### [TASK DIRECTIONS]
Once you reach the line containing "cannot be parsed." in the entries below, write out that line and each one after it down to the line containing "let args = args.strip_suffix(')').ok_or_else(err)?;", exactly and with nothing added.

[Dataset records]
########################################
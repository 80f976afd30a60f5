//! Translucent colors and their terminal rendition.

use std::{fmt, str::FromStr};

use ratatui::style::Color;
use serde::{Deserialize, Serialize};

/// An sRGB color with straight (non-premultiplied) alpha.
#[derive(Debug, Clone, Copy, PartialEq, Serialize, Deserialize)]
#[serde(try_from = "String", into = "String")]
pub struct Rgba {
    pub r: u8,
    pub g: u8,
    pub b: u8,
    /// Opacity in `[0, 1]`.
    pub a: f32,
}

impl Default for Rgba {
    /// Translucent blue, `rgba(0, 102, 255, 0.5)`.
    fn default() -> Self {
        Self::new(0, 102, 255, 0.5)
    }
}

impl Rgba {
    pub const BLACK: Rgba = Rgba::opaque(0, 0, 0);

    /// Create a color; alpha is clamped to `[0, 1]` and NaN becomes 0.
    pub fn new(r: u8, g: u8, b: u8, a: f32) -> Self {
        let a = if a.is_nan() { 0.0 } else { a.clamp(0.0, 1.0) };
        Self { r, g, b, a }
    }

    pub const fn opaque(r: u8, g: u8, b: u8) -> Self {
        Self { r, g, b, a: 1.0 }
    }

    /// Same RGB with a different opacity.
    pub fn with_alpha(self, a: f32) -> Self {
        Self::new(self.r, self.g, self.b, a)
    }

    /// Composite this color over an opaque background.
    ///
    /// Terminals have no alpha channel, so translucency is baked into the
    /// resulting cell color.
    pub fn over(self, background: Rgba) -> Color {
        let mix = |fg: u8, bg: u8| -> u8 {
            let v = fg as f32 * self.a + bg as f32 * (1.0 - self.a);
            v.round().clamp(0.0, 255.0) as u8
        };
        Color::Rgb(
            mix(self.r, background.r),
            mix(self.g, background.g),
            mix(self.b, background.b),
        )
    }
}

impl From<Rgba> for Color {
    fn from(c: Rgba) -> Self {
        Color::Rgb(c.r, c.g, c.b)
    }
}

impl fmt::Display for Rgba {
    fn fmt(&self, f: &mut fmt::Formatter<'_>) -> fmt::Result {
        write!(f, "rgba({}, {}, {}, {})", self.r, self.g, self.b, self.a)
    }
}

impl From<Rgba> for String {
    fn from(c: Rgba) -> Self {
        c.to_string()
    }
}

/// Error returned when a color string cannot be parsed.
#[derive(Debug, Clone, PartialEq, Eq)]
pub struct ParseColorError {
    input: String,
}

impl fmt::Display for ParseColorError {
    fn fmt(&self, f: &mut fmt::Formatter<'_>) -> fmt::Result {
        write!(
            f,
            "invalid color '{}': expected #rrggbb, rgb(r, g, b) or rgba(r, g, b, a)",
            self.input
        )
    }
}

impl std::error::Error for ParseColorError {}

impl FromStr for Rgba {
    type Err = ParseColorError;

    fn from_str(s: &str) -> Result<Self, Self::Err> {
        let err = || ParseColorError {
            input: s.to_string(),
        };
        let trimmed = s.trim();

        if let Some(hex) = trimmed.strip_prefix('#') {
            if hex.len() != 6 || !hex.is_ascii() {
                return Err(err());
            }
            let channel =
                |i: usize| u8::from_str_radix(&hex[i..i + 2], 16).map_err(|_| err());
            return Ok(Self::opaque(channel(0)?, channel(2)?, channel(4)?));
        }

        let (args, has_alpha) = if let Some(rest) = trimmed.strip_prefix("rgba(") {
            (rest, true)
        } else if let Some(rest) = trimmed.strip_prefix("rgb(") {
            (rest, false)
        } else {
            return Err(err());
        };
        let args = args.strip_suffix(')').ok_or_else(err)?;
        let parts: Vec<&str> = args.split(',').map(str::trim).collect();

        let expected = if has_alpha { 4 } else { 3 };
        if parts.len() != expected {
            return Err(err());
        }

        let channel = |p: &str| p.parse::<u8>().map_err(|_| err());
        let r = channel(parts[0])?;
        let g = channel(parts[1])?;
        let b = channel(parts[2])?;
        let a = if has_alpha {
            parts[3].parse::<f32>().map_err(|_| err())?
        } else {
            1.0
        };
        Ok(Self::new(r, g, b, a))
    }
}

impl TryFrom<String> for Rgba {
    type Error = ParseColorError;

    fn try_from(value: String) -> Result<Self, Self::Error> {
        value.parse()
    }
}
########################################
### [OUTPUT BELOW]
/// Error returned when a color string cannot be parsed.
#[derive(Debug, Clone, PartialEq, Eq)]
pub struct ParseColorError {
    input: String,
}

impl fmt::Display for ParseColorError {
    fn fmt(&self, f: &mut fmt::Formatter<'_>) -> fmt::Result {
        write!(
            f,
            "invalid color '{}': expected #rrggbb, rgb(r, g, b) or rgba(r, g, b, a)",
            self.input
        )
    }
}

impl std::error::Error for ParseColorError {}

impl FromStr for Rgba {
    type Err = ParseColorError;

    fn from_str(s: &str) -> Result<Self, Self::Err> {
        let err = || ParseColorError {
            input: s.to_string(),
        };
        let trimmed = s.trim();

        if let Some(hex) = trimmed.strip_prefix('#') {
            if hex.len() != 6 || !hex.is_ascii() {
                return Err(err());
            }
            let channel =
                |i: usize| u8::from_str_radix(&hex[i..i + 2], 16).map_err(|_| err());
            return Ok(Self::opaque(channel(0)?, channel(2)?, channel(4)?));
        }

        let (args, has_alpha) = if let Some(rest) = trimmed.strip_prefix("rgba(") {
            (rest, true)
        } else if let Some(rest) = trimmed.strip_prefix("rgb(") {
            (rest, false)
        } else {
            return Err(err());
        };
        let args = args.strip_suffix(')').ok_or_else(err)?;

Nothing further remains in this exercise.